In this cell, we find all of the sae_releases for the data file, and aggregate
all of the data into `sae_data`. `sae_data` contains basic metrics like L0 and
Loss Recovered, in addition to trainer parameters like dict size, sparsity
penalty, SAE type, etc.


In [None]:
sae_releases = eval_results["custom_eval_config"]["sae_releases"]

sae_data = {"basic_eval_results": {}, "sae_config_dictionary_learning": {}}

for release_name in sae_releases:
    sae_data_filename = f"sae_bench_data/{release_name}_data.json"

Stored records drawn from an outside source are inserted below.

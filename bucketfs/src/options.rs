use std::collections::BTreeSet;
use std::str::FromStr;

use crate::error::{FsError, FsResult};

/// How a channel is opened.
#[derive(Debug, Clone, Copy, PartialEq, Eq, Hash, PartialOrd, Ord)]
pub enum OpenOption {
    Read,
    Write,
    Append,
    TruncateExisting,
    Create,
    CreateNew,
    DeleteOnClose,
}

impl FromStr for OpenOption {
    type Err = String;

    fn from_str(s: &str) -> Result<Self, Self::Err> {
        match s.to_lowercase().as_str() {
            "read" => Ok(OpenOption::Read),
            "write" => Ok(OpenOption::Write),
            "append" => Ok(OpenOption::Append),
            "truncate_existing" => Ok(OpenOption::TruncateExisting),
            "create" => Ok(OpenOption::Create),
            "create_new" => Ok(OpenOption::CreateNew),
            "delete_on_close" => Ok(OpenOption::DeleteOnClose),
            _ => Err(format!("Unknown open option: {}", s)),
        }
    }
}

/// Set of [`OpenOption`]s for one channel.
#[derive(Debug, Clone, Default, PartialEq, Eq)]
pub struct OpenOptions(BTreeSet<OpenOption>);

impl OpenOptions {
    pub fn new() -> Self {
        Self::default()
    }

    /// A pure read session: exactly `{Read}`.
    pub fn read_only() -> Self {
        Self::new().with(OpenOption::Read)
    }

    pub fn with(mut self, option: OpenOption) -> Self {
        self.0.insert(option);
        self
    }

    pub fn contains(&self, option: OpenOption) -> bool {
        self.0.contains(&option)
    }

    pub fn iter(&self) -> impl Iterator<Item = OpenOption> + '_ {
        self.0.iter().copied()
    }

    /// True when the set is exactly `{Read}`; such sessions never write back.
    pub fn is_read_only_session(&self) -> bool {
        self.0.len() == 1 && self.contains(OpenOption::Read)
    }

    pub fn is_writable(&self) -> bool {
        self.contains(OpenOption::Write) || self.contains(OpenOption::Append)
    }

    /// Reading is allowed with `Read`, or by default when nothing asks for writing.
    pub fn is_readable(&self) -> bool {
        self.contains(OpenOption::Read) || !self.is_writable()
    }

    pub fn creates(&self) -> bool {
        self.contains(OpenOption::Create) || self.contains(OpenOption::CreateNew)
    }

    /// Whether a session with these options may change the store.
    pub fn mutates(&self) -> bool {
        !self.is_read_only_session()
    }

    pub(crate) fn validate(&self) -> FsResult<()> {
        if self.contains(OpenOption::Append) && self.contains(OpenOption::Read) {
            return Err(FsError::InvalidArgument(
                "Append may not be combined with Read".to_string(),
            ));
        }
        if self.contains(OpenOption::Append) && self.contains(OpenOption::TruncateExisting) {
            return Err(FsError::InvalidArgument(
                "Append may not be combined with TruncateExisting".to_string(),
            ));
        }
        Ok(())
    }
}

impl FromIterator<OpenOption> for OpenOptions {
    fn from_iter<T: IntoIterator<Item = OpenOption>>(iter: T) -> Self {
        OpenOptions(iter.into_iter().collect())
    }
}

impl<const N: usize> From<[OpenOption; N]> for OpenOptions {
    fn from(options: [OpenOption; N]) -> Self {
        options.into_iter().collect()
    }
}

/// Options for copy and move.
#[derive(Debug, Clone, Copy, PartialEq, Eq, Hash)]
pub enum CopyOption {
    /// Overwrite an existing target.
    ReplaceExisting,
    /// Carry content type and user metadata over to the target.
    CopyAttributes,
    /// Requires an atomic move, which an object store cannot provide.
    AtomicMove,
}

#[derive(Debug, Clone, Copy, PartialEq, Eq, Hash)]
pub enum AccessMode {
    Read,
    Write,
    Execute,
}

#[cfg(test)]
mod tests {
    use super::*;

    #[test]
    fn test_read_only_session_is_exactly_read() {
        assert!(OpenOptions::read_only().is_read_only_session());
        assert!(!OpenOptions::from([OpenOption::Read, OpenOption::Create]).is_read_only_session());
        assert!(!OpenOptions::new().is_read_only_session());
    }

    #[test]
    fn test_readable_and_writable() {
        let create_only = OpenOptions::from([OpenOption::Create]);
        assert!(create_only.is_readable());
        assert!(!create_only.is_writable());

        let write = OpenOptions::from([OpenOption::Write]);
        assert!(write.is_writable());
        assert!(!write.is_readable());

        let both = OpenOptions::from([OpenOption::Read, OpenOption::Write]);
        assert!(both.is_readable() && both.is_writable());
    }

    #[test]
    fn test_validate_rejects_append_conflicts() {
        assert!(OpenOptions::from([OpenOption::Append, OpenOption::Read])
            .validate()
            .is_err());
        assert!(OpenOptions::from([OpenOption::Append, OpenOption::TruncateExisting])
            .validate()
            .is_err());
        assert!(OpenOptions::from([OpenOption::Append, OpenOption::Create])
            .validate()
            .is_ok());
    }

    #[test]
    fn test_parse_open_option() {
        assert_eq!("create_new".parse::<OpenOption>(), Ok(OpenOption::CreateNew));
        assert_eq!("READ".parse::<OpenOption>(), Ok(OpenOption::Read));
        assert!("sync".parse::<OpenOption>().is_err());
    }
}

    with open(sae_data_filename, "r") as f:
        sae_release_data = json.load(f)

    sae_data["basic_eval_results"].update(sae_release_data["basic_eval_results"])
    sae_data["sae_config_dictionary_learning"].update(
        sae_release_data["sae_config_dictionary_learning"]
    )

In [None]:
print(sae_data.keys())
# print('\nAvailable SAEs:\n', sae_data["basic_eval_results"].keys())

first_sae_name = next(iter(sae_data["basic_eval_results"]))
print("\nAvailable basic metrics:\n", sae_data["basic_eval_results"][first_sae_name].keys())

In [None]:
first_sae_name = next(iter(sae_data["sae_config_dictionary_learning"]))
print(
    "\nAvailable config info:\n",
    sae_data["sae_config_dictionary_learning"][first_sae_name]["trainer"].keys(),
)

In [None]:
# Gather all values in one dict for plotting
plotting_results = eval_results["custom_eval_results"]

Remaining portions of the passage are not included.